Here we are in the last week of February. Basically, up to this point, I have no complaints about winter. Yes, we had a little snow and a few cold days but –hey, it is winter. I keep saying that the weather in Virginia can be fickle. And, I think fickle is a good word to use to describe our winter this year.

We are seeing a little activity with bulbs, such as daffodils, beginning to pop up out of the ground. Customers are reporting that their KnockOut roses are on the verge of breaking dormancy. The beautiful Daphne Odora, “February Daphne”, is in bud and bloom. I can go on and on but the point that I am trying to make is: ARE YOU READY FOR MARCH?

I wish I had a crystal ball to see what our weather will be like for the coming weeks. So many of us are ready to get outside and enjoy our gardens once again.

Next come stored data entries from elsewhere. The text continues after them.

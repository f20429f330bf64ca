use std::path::Path;
use std::sync::atomic::{AtomicBool, Ordering};
use std::sync::{Arc, Mutex, MutexGuard, PoisonError};
use std::thread;
use std::time::Duration;

use crossbeam_channel::{Receiver, RecvTimeoutError, Sender};

use crate::camera::domain::camera_device::{
    CameraDevice, DeviceFailure, LiveStream, StreamConstraints, StreamMetadata,
};
use crate::shared::frame::{Frame, RGB_CHANNELS};

/// Opens capture devices through libavdevice (v4l2, AVFoundation, DirectShow).
///
/// With no input format the source is handed to libavformat as a plain URL,
/// so image and video files work too.
pub struct FfmpegCameraDevice {
    source: String,
    input_format: Option<String>,
}

impl FfmpegCameraDevice {
    pub fn new(source: impl Into<String>, input_format: Option<String>) -> Self {
        Self {
            source: source.into(),
            input_format,
        }
    }

    /// The platform's first video capture device.
    pub fn system_default() -> Self {
        #[cfg(target_os = "linux")]
        let (source, format) = ("/dev/video0", "video4linux2");
        #[cfg(target_os = "macos")]
        let (source, format) = ("0", "avfoundation");
        #[cfg(target_os = "windows")]
        let (source, format) = ("video=Integrated Camera", "dshow");
        #[cfg(not(any(target_os = "linux", target_os = "macos", target_os = "windows")))]
        let (source, format) = ("/dev/video0", "video4linux2");

        Self::new(source, Some(format.to_string()))
    }

    /// Any file libavformat can demux, played as if it were a camera.
    pub fn from_path(path: &Path) -> Self {
        Self::new(path.to_string_lossy(), None)
    }

    fn open_input(
        &self,
        constraints: &StreamConstraints,
    ) -> Result<ffmpeg_next::format::context::Input, DeviceFailure> {
        ffmpeg_next::init().map_err(ffmpeg_failure)?;

        let Some(format_name) = self.input_format.as_deref() else {
            return ffmpeg_next::format::input(&self.source).map_err(ffmpeg_failure);
        };

        ffmpeg_next::device::register_all();
        let format = ffmpeg_next::device::input::video()
            .find(|f| f.name() == format_name)
            .ok_or_else(|| {
                DeviceFailure::new(
                    "NotFoundError",
                    format!("No capture device backend named '{format_name}'"),
                )
            })?;

        let mut options = ffmpeg_next::Dictionary::new();
        if let (Some(width), Some(height)) = (constraints.ideal_width, constraints.ideal_height) {
            options.set("video_size", &format!("{width}x{height}"));
        }

        let context = ffmpeg_next::format::open_with(&self.source, &format, options)
            .map_err(ffmpeg_failure)?;
        Ok(context.input())
    }
}

impl CameraDevice for FfmpegCameraDevice {
    fn open(
        &mut self,
        constraints: &StreamConstraints,
    ) -> Result<Box<dyn LiveStream>, DeviceFailure> {
        let ictx = self.open_input(constraints)?;

        let stream = ictx
            .streams()
            .best(ffmpeg_next::media::Type::Video)
            .ok_or_else(|| DeviceFailure::new("NotFoundError", "No video track found"))?;
        let stream_index = stream.index();
        let codec_ctx = ffmpeg_next::codec::context::Context::from_parameters(stream.parameters())
            .map_err(ffmpeg_failure)?;
        let decoder = codec_ctx.decoder().video().map_err(ffmpeg_failure)?;

        log::info!(
            "Opened video source {} ({})",
            self.source,
            self.input_format.as_deref().unwrap_or("auto")
        );

        Ok(Box::new(FfmpegLiveStream::spawn(Decoding {
            ictx,
            decoder,
            scaler: None,
            stream_index,
            eof: false,
        })))
    }
}

struct Decoding {
    ictx: ffmpeg_next::format::context::Input,
    decoder: ffmpeg_next::decoder::Video,
    scaler: Option<ffmpeg_next::software::scaling::Context>,
    stream_index: usize,
    eof: bool,
}

// Safety: a Decoding is moved into its reader thread once and only used there.
unsafe impl Send for Decoding {}

impl Decoding {
    /// Decodes the next picture, or `None` once the source is exhausted.
    fn next_pixels(&mut self) -> Result<Option<(Vec<u8>, u32, u32)>, DeviceFailure> {
        loop {
            let mut decoded = ffmpeg_next::util::frame::video::Video::empty();
            if self.decoder.receive_frame(&mut decoded).is_ok() {
                return self.convert(&decoded).map(Some);
            }
            if self.eof {
                return Ok(None);
            }

            match self.ictx.packets().next() {
                Some((stream, packet)) => {
                    if stream.index() != self.stream_index {
                        continue;
                    }
                    if let Err(e) = self.decoder.send_packet(&packet) {
                        log::debug!("Dropping undecodable packet: {e}");
                    }
                }
                None => {
                    let _ = self.decoder.send_eof();
                    self.eof = true;
                }
            }
        }
    }

    fn convert(
        &mut self,
        decoded: &ffmpeg_next::util::frame::video::Video,
    ) -> Result<(Vec<u8>, u32, u32), DeviceFailure> {
        let (width, height) = (decoded.width(), decoded.height());
        if self.scaler.is_none() {
            let scaler = ffmpeg_next::software::scaling::Context::get(
                decoded.format(),
                width,
                height,
                ffmpeg_next::format::Pixel::RGB24,
                width,
                height,
                ffmpeg_next::software::scaling::Flags::BILINEAR,
            )
            .map_err(ffmpeg_failure)?;
            self.scaler = Some(scaler);
        }
        let Some(scaler) = self.scaler.as_mut() else {
            return Err(DeviceFailure::new("FfmpegError", "scaler unavailable"));
        };

        let mut rgb_frame = ffmpeg_next::util::frame::video::Video::empty();
        scaler.run(decoded, &mut rgb_frame).map_err(ffmpeg_failure)?;
        Ok((extract_rgb_pixels(&rgb_frame, width, height), width, height))
    }
}

/// How long `stop` waits for the reader to let go of the device.
const RELEASE_TIMEOUT: Duration = Duration::from_secs(1);

/// Newest decoded picture, shared between the reader thread and the stream.
#[derive(Default)]
struct LatestFrame {
    frame: Option<Frame>,
    failure: Option<DeviceFailure>,
}

type ReadySignal = Result<StreamMetadata, DeviceFailure>;

/// A decoding session on an opened source.
///
/// A reader thread decodes continuously and keeps only the newest picture, so
/// a grab sees the current frame rather than the next one queued in the
/// demuxer. When a file-backed source runs out of pictures the last one is
/// held, which makes a single image behave like a paused camera.
pub struct FfmpegLiveStream {
    latest: Arc<Mutex<LatestFrame>>,
    ready_rx: Receiver<ReadySignal>,
    reader_done: Receiver<()>,
    cancelled: Arc<AtomicBool>,
    metadata: Option<StreamMetadata>,
    playing: bool,
    stopped: bool,
    next_index: u64,
}

impl FfmpegLiveStream {
    fn spawn(decoding: Decoding) -> Self {
        let latest = Arc::new(Mutex::new(LatestFrame::default()));
        let (ready_tx, ready_rx) = crossbeam_channel::bounded(1);
        let (done_tx, reader_done) = crossbeam_channel::bounded::<()>(0);
        let cancelled = Arc::new(AtomicBool::new(false));

        let reader_latest = latest.clone();
        let reader_cancelled = cancelled.clone();
        thread::spawn(move || {
            run_reader(decoding, &reader_latest, &ready_tx, &reader_cancelled);
            drop(done_tx);
        });

        Self::from_parts(latest, ready_rx, reader_done, cancelled)
    }

    fn from_parts(
        latest: Arc<Mutex<LatestFrame>>,
        ready_rx: Receiver<ReadySignal>,
        reader_done: Receiver<()>,
        cancelled: Arc<AtomicBool>,
    ) -> Self {
        Self {
            latest,
            ready_rx,
            reader_done,
            cancelled,
            metadata: None,
            playing: false,
            stopped: false,
            next_index: 0,
        }
    }

    fn ensure_running(&self) -> Result<(), DeviceFailure> {
        if self.stopped {
            return Err(DeviceFailure::new(
                "InvalidStateError",
                "The stream has been stopped",
            ));
        }
        Ok(())
    }
}

fn lock_latest(latest: &Mutex<LatestFrame>) -> MutexGuard<'_, LatestFrame> {
    latest.lock().unwrap_or_else(PoisonError::into_inner)
}

/// Decodes until cancelled or the source ends, overwriting the shared frame.
/// The first picture (or the failure to get one) is announced on `ready_tx`.
fn run_reader(
    mut decoding: Decoding,
    latest: &Mutex<LatestFrame>,
    ready_tx: &Sender<ReadySignal>,
    cancelled: &AtomicBool,
) {
    let mut announced = false;
    while !cancelled.load(Ordering::Relaxed) {
        match decoding.next_pixels() {
            Ok(Some((pixels, width, height))) => {
                lock_latest(latest).frame = Some(Frame::new(pixels, width, height, 0));
                if !announced {
                    announced = true;
                    let _ = ready_tx.send(Ok(StreamMetadata { width, height }));
                }
            }
            Ok(None) => {
                if !announced {
                    let _ = ready_tx.send(Err(DeviceFailure::new(
                        "NotReadableError",
                        "Video source ended before producing a frame",
                    )));
                }
                break;
            }
            Err(failure) => {
                log::warn!("Video source failed: {failure}");
                if announced {
                    lock_latest(latest).failure = Some(failure);
                } else {
                    let _ = ready_tx.send(Err(failure));
                }
                break;
            }
        }
    }
    log::debug!("Released video source");
}

impl LiveStream for FfmpegLiveStream {
    fn wait_ready(&mut self, timeout: Duration) -> Result<StreamMetadata, DeviceFailure> {
        self.ensure_running()?;
        if let Some(metadata) = self.metadata {
            return Ok(metadata);
        }
        match self.ready_rx.recv_timeout(timeout) {
            Ok(Ok(metadata)) => {
                self.metadata = Some(metadata);
                Ok(metadata)
            }
            Ok(Err(failure)) => Err(failure),
            Err(RecvTimeoutError::Timeout) => Err(DeviceFailure::new(
                "TimeoutError",
                format!("Video source did not produce a frame within {timeout:?}"),
            )),
            Err(RecvTimeoutError::Disconnected) => Err(DeviceFailure::new(
                "NotReadableError",
                "Video reader exited before producing a frame",
            )),
        }
    }

    fn play(&mut self) -> Result<(), DeviceFailure> {
        self.ensure_running()?;
        self.playing = true;
        Ok(())
    }

    fn metadata(&self) -> Option<StreamMetadata> {
        if self.stopped {
            return None;
        }
        self.metadata.or_else(|| {
            lock_latest(&self.latest).frame.as_ref().map(|f| StreamMetadata {
                width: f.width(),
                height: f.height(),
            })
        })
    }

    fn is_playing(&self) -> bool {
        self.playing
    }

    fn grab(&mut self) -> Result<Frame, DeviceFailure> {
        self.ensure_running()?;
        let frame = {
            let latest = lock_latest(&self.latest);
            if let Some(failure) = &latest.failure {
                return Err(failure.clone());
            }
            let newest = latest
                .frame
                .as_ref()
                .ok_or_else(|| DeviceFailure::new("NotReadableError", "No frame decoded yet"))?;
            Frame::new(
                newest.data().to_vec(),
                newest.width(),
                newest.height(),
                self.next_index,
            )
        };
        self.next_index += 1;
        Ok(frame)
    }

    fn stop(&mut self) {
        self.playing = false;
        if self.stopped {
            return;
        }
        self.stopped = true;
        self.cancelled.store(true, Ordering::Relaxed);
        if let Err(RecvTimeoutError::Timeout) = self.reader_done.recv_timeout(RELEASE_TIMEOUT) {
            log::warn!("Video reader still busy after {RELEASE_TIMEOUT:?}, detaching it");
        }
        lock_latest(&self.latest).frame = None;
    }
}

impl Drop for FfmpegLiveStream {
    fn drop(&mut self) {
        self.cancelled.store(true, Ordering::Relaxed);
    }
}

fn ffmpeg_failure(err: ffmpeg_next::Error) -> DeviceFailure {
    DeviceFailure::new("FfmpegError", err.to_string())
}

/// Copies pixel data from an ffmpeg frame into a contiguous RGB buffer.
///
/// ffmpeg frames may have padding bytes at the end of each row (stride > width*3).
fn extract_rgb_pixels(
    rgb_frame: &ffmpeg_next::util::frame::video::Video,
    width: u32,
    height: u32,
) -> Vec<u8> {
    let stride = rgb_frame.stride(0);
    let data = rgb_frame.data(0);
    let row_len = width as usize * RGB_CHANNELS;
    let h = height as usize;

    let mut pixels = Vec::with_capacity(row_len * h);
    for row in 0..h {
        let row_start = row * stride;
        pixels.extend_from_slice(&data[row_start..row_start + row_len]);
    }
    pixels
}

I have a soil thermometer that I read regularly. At this point in late February, our soil temperature is sitting at 45 degrees – not as warm as last year at this same time. But, our ground soil is not frozen and is moist which allows for planting at any time.

We have plants and plant products arriving every day to get ready for the upcoming busy planting season.

We have a good selection of cole crop vegetables such as lettuce, broccoli, spinach, kale, collards, etc. that thrive in cooler soil and air temperatures.

We are doing our part in getting new stock into the garden center to get ready to help you with all your gardening needs. We are filling up.

As you plan for the spring, just keep this in mind: Remember the rule of “the right plant in the right place” to maximize plant vigor and health throughout the season. Consider soil, slope, amount of sunlight, space and size, hardiness zone, drainage, exposure, and soil pH. If the site is naturally dry, select drought-tolerant plants. Don’t forget to consider the final size that the tree or shrub will become at maturity.


All national garden professionals are predicting that spring 2021 is going to be very exciting. I can’t wait!!!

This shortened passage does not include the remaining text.